The pros and cons of hormone replacement therapy (HRT) for perimenopausal and menopausal women have been hotly debated for many years. As a naturopathic physician, I’ve helped women navigate the choppy waters of menopause for over two decades. I believe that hormone management should be very individualized and I generally recommend lifestyle first, natural medicines second, and pharmaceuticals third, if possible. I recently completed a course that analyzed the research on HRT over the last 20 years. When you look carefully at the research, there is a role for hormone replacement therapy to help manage symptoms of perimenopause and menopause safely and effectively and to serve as a preventative medicine.
First, some history. HRT was used for 70 years before the Women’s Health Initiative (WHI) did the first large placebo-controlled study in 2002. This groundbreaking study sounded alarms regarding increased breast cancer risk in women who took Premarin (estrogen) and Provera (synthetic progesterone). In addition, they found a higher rate of blood clots, potentially leading to strokes and more, so many women were unprescribed HRT as a result.
Subsequent analysis determined that the study had major flaws. The average age of the women starting estrogen therapy was 65. We now understand there is a critical window for starting hormone therapy to maximize the benefits and reduce the risks, which is within ten years of one’s menopause, or under 60.
Second, the estrogen used in the experiment was extracted from pregnant mares’ urine and contained non-human estrogens. Now, most prescriptions written use a bioidentical estrogen called estradiol or E2. It is processed much differently in the body and has fewer risks. The progesterone used was a synthetic cousin of our progesterone called progestin, which comes with many more side effects. Third, the route of administration of estrogen matters. Yes, taking oral pills of estrogen does increase blood clotting, especially in women over 60. However, using a patch or cream on the skin does not do so in any significant way. We’ve come a long way from 2002 to understand how to use these hormones safely.
According to the esteemed North American Menopause Society, estrogen has strong evidence showing it helps with hot flashes and night sweats. They say it can be used for women of any age in low doses locally for genital and urinary symptoms and to improve sexual function. Systemic estrogen also helps to prevent bone loss and fracture associated with osteoporosis. The research shows this benefit is most relevant if estrogen is started within five years of menopause and the benefit is lost after ceasing the estrogen therapy. Topical estrogen therapy can slightly reduce cardiovascular disease risk but only if started early.
The most interesting evidence regarding estrogen replacement therapy is around reducing cognitive decline. One in three people develop a significant cognitive decline in their lifetime, and ⅔ of the people with Alzheimer’s are women. Estrogen has many protective effects on the brain, including increasing neuronal growth and repair, increasing neuroplasticity, decreasing the build-up of tau proteins and amyloid plaques (associated with Alzheimer’s), and much more. Estrogen therapy seems to help slow cognitive decline, not reverse it. One study showed that women who started estrogen at 75 years old had a worse rate of decline. So, yes, there is a critical window for starting estrogen. Women who have their ovaries removed or have very early menopause may especially benefit from starting estrogen therapy right away.

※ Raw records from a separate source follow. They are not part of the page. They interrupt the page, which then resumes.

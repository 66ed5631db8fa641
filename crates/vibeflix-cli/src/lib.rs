//! # Vibeflix CLI
//!
//! Account bootstrapping and database seeding for development.
//!
//! ```ignore
//! use vibeflix_cli::seeder::seed_demo;
//!
//! seed_demo(&pool).await?;
//! ```

pub mod seeder;
use chrono::{DateTime, Utc};
use serde::{Deserialize, Serialize};
use sqlx::FromRow;
use utoipa::ToSchema;

use crate::ids::{CompletionId, LessonId, UserId};

/// Marks a lesson as watched by a student; one row per (user, lesson).
#[derive(Serialize, Deserialize, FromRow, Debug, Clone, PartialEq, Eq, ToSchema)]
#[serde(rename_all = "camelCase")]
pub struct LessonCompletion {
    pub id: CompletionId,
    pub user_id: UserId,
    pub lesson_id: LessonId,
    pub completed_at: DateTime<Utc>,
}

#[derive(Serialize, Debug, Clone, ToSchema)]
pub struct CompletionResponse {
    pub completion: LessonCompletion,
}
use axum::{
    Json,
    extract::{Path, Query, State, rejection::QueryRejection},
    http::StatusCode,
};
use tracing::instrument;

use vibeflix_core::AppError;
use vibeflix_models::NoteId;
use vibeflix_models::auth::MessageResponse;

use super::model::{NoteDto, NoteListParams, NoteResponse, NotesResponse, UpdateNoteDto};
use super::service::NoteService;
use crate::middleware::auth::AuthUser;
use crate::modules::auth::controller::ErrorResponse;
use crate::state::AppState;
use crate::validator::ValidatedJson;

#[utoipa::path(
    get,
    path = "/api/notes",
    params(NoteListParams),
    responses(
        (status = 200, description = "The caller's notes", body = NotesResponse),
        (status = 401, description = "Not authenticated", body = ErrorResponse)
    ),
    security(("session_cookie" = [])),
    tag = "Notes"
)]
#[instrument(skip(state, params))]
pub async fn list_notes(
    State(state): State<AppState>,
    auth_user: AuthUser,
    params: Result<Query<NoteListParams>, QueryRejection>,
) -> Result<Json<NotesResponse>, AppError> {
    let Query(params) = params
        .map_err(|e| AppError::bad_request(anyhow::anyhow!("Parâmetros inválidos: {}", e)))?;

    let notes = NoteService::list(&state.db, auth_user.user_id(), params.lesson_id).await?;
    Ok(Json(NotesResponse { notes }))
}

/// Save the caller's note for a lesson
#[utoipa::path(
    post,
    path = "/api/notes",
    request_body = NoteDto,
    responses(
        (status = 201, description = "Note created", body = NoteResponse),
        (status = 200, description = "Existing note replaced", body = NoteResponse),
        (status = 400, description = "Invalid payload", body = ErrorResponse),
        (status = 403, description = "Lesson not accessible", body = ErrorResponse)
    ),
    security(("session_cookie" = [])),
    tag = "Notes"
)]
#[instrument(skip(state, dto))]
pub async fn upsert_note(
    State(state): State<AppState>,
    auth_user: AuthUser,
    ValidatedJson(dto): ValidatedJson<NoteDto>,
) -> Result<(StatusCode, Json<NoteResponse>), AppError> {
    let (note, created) = NoteService::upsert(&state.db, &auth_user, dto).await?;
    let status = if created {
        StatusCode::CREATED
    } else {
        StatusCode::OK
    };
    Ok((status, Json(NoteResponse { note })))
}

#[utoipa::path(
    put,
    path = "/api/notes/{id}",
    params(("id" = String, Path, description = "Note ID (UUID)")),
    request_body = UpdateNoteDto,
    responses(
        (status = 200, description = "Note updated", body = NoteResponse),
        (status = 403, description = "Not the owner", body = ErrorResponse),
        (status = 404, description = "Note not found", body = ErrorResponse)
    ),
    security(("session_cookie" = [])),
    tag = "Notes"
)]
#[instrument(skip(state, dto))]
pub async fn update_note(
    State(state): State<AppState>,
    auth_user: AuthUser,
    Path(id): Path<NoteId>,
    ValidatedJson(dto): ValidatedJson<UpdateNoteDto>,
) -> Result<Json<NoteResponse>, AppError> {
    let note = NoteService::update(&state.db, auth_user.user_id(), id, &dto.content).await?;
    Ok(Json(NoteResponse { note }))
}

#[utoipa::path(
    delete,
    path = "/api/notes/{id}",
    params(("id" = String, Path, description = "Note ID (UUID)")),
    responses(
        (status = 200, description = "Note deleted", body = MessageResponse),
        (status = 403, description = "Not the owner", body = ErrorResponse),
        (status = 404, description = "Note not found", body = ErrorResponse)
    ),
    security(("session_cookie" = [])),
    tag = "Notes"
)]
#[instrument(skip(state))]
pub async fn delete_note(
    State(state): State<AppState>,
    auth_user: AuthUser,
    Path(id): Path<NoteId>,
) -> Result<Json<MessageResponse>, AppError> {
    NoteService::delete(&state.db, auth_user.user_id(), id).await?;
    Ok(Json(MessageResponse::new("Nota deletada com sucesso")))
}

Evidence shows that estrogen may help somewhat with joint pain, muscle weakness, sleep issues, depression, skin aging, dry eyes, hearing loss, and diabetes. But what about breast cancer? Well, after years of analysis of the WHI study, it has been shown that when they started giving horse estrogens and synthetic progestin to women far older than the critical age window in oral vs. transdermal doses, after three years, an increase of less than one case of breast cancer over the placebo rate per 1,000 women per year could be attributed to the hormones. That risk is less than the increased risk of breast cancer associated with drinking two glasses of wine a day, and the same as the risk of being obese or inactive. In women who took only estrogen (women who’d had a hysterectomy), there was a slight decrease in breast cancer rate vs. placebo. Three French studies showed that when bioidentical estrogen is used with women in a better age window and coupled with bioidentical progesterone, there was no increase in breast cancer rates.
HRT isn’t for everyone, so discuss it with a conventional or naturopathic doctor up to date on the latest research analysis to see if you would be a suitable candidate and what to expect. For people without extended health insurance, compounding pharmacies can make up HRT prescriptions for about ⅓ to ½ the cost of pharmaceutical suppliers—tell your naturopathic or conventional doctor your preference. Another advantage of compounded bioidentical hormones is various delivery methods can be used depending on the desired effects and preference of the patient. Transdermal absorption of hormones has been well established in scientific research. So the bottom line is that bioidentical estrogen with bioidentical progesterone can have a role to play not only in the management of symptoms of menopause but also in the enhancement of the ageing process.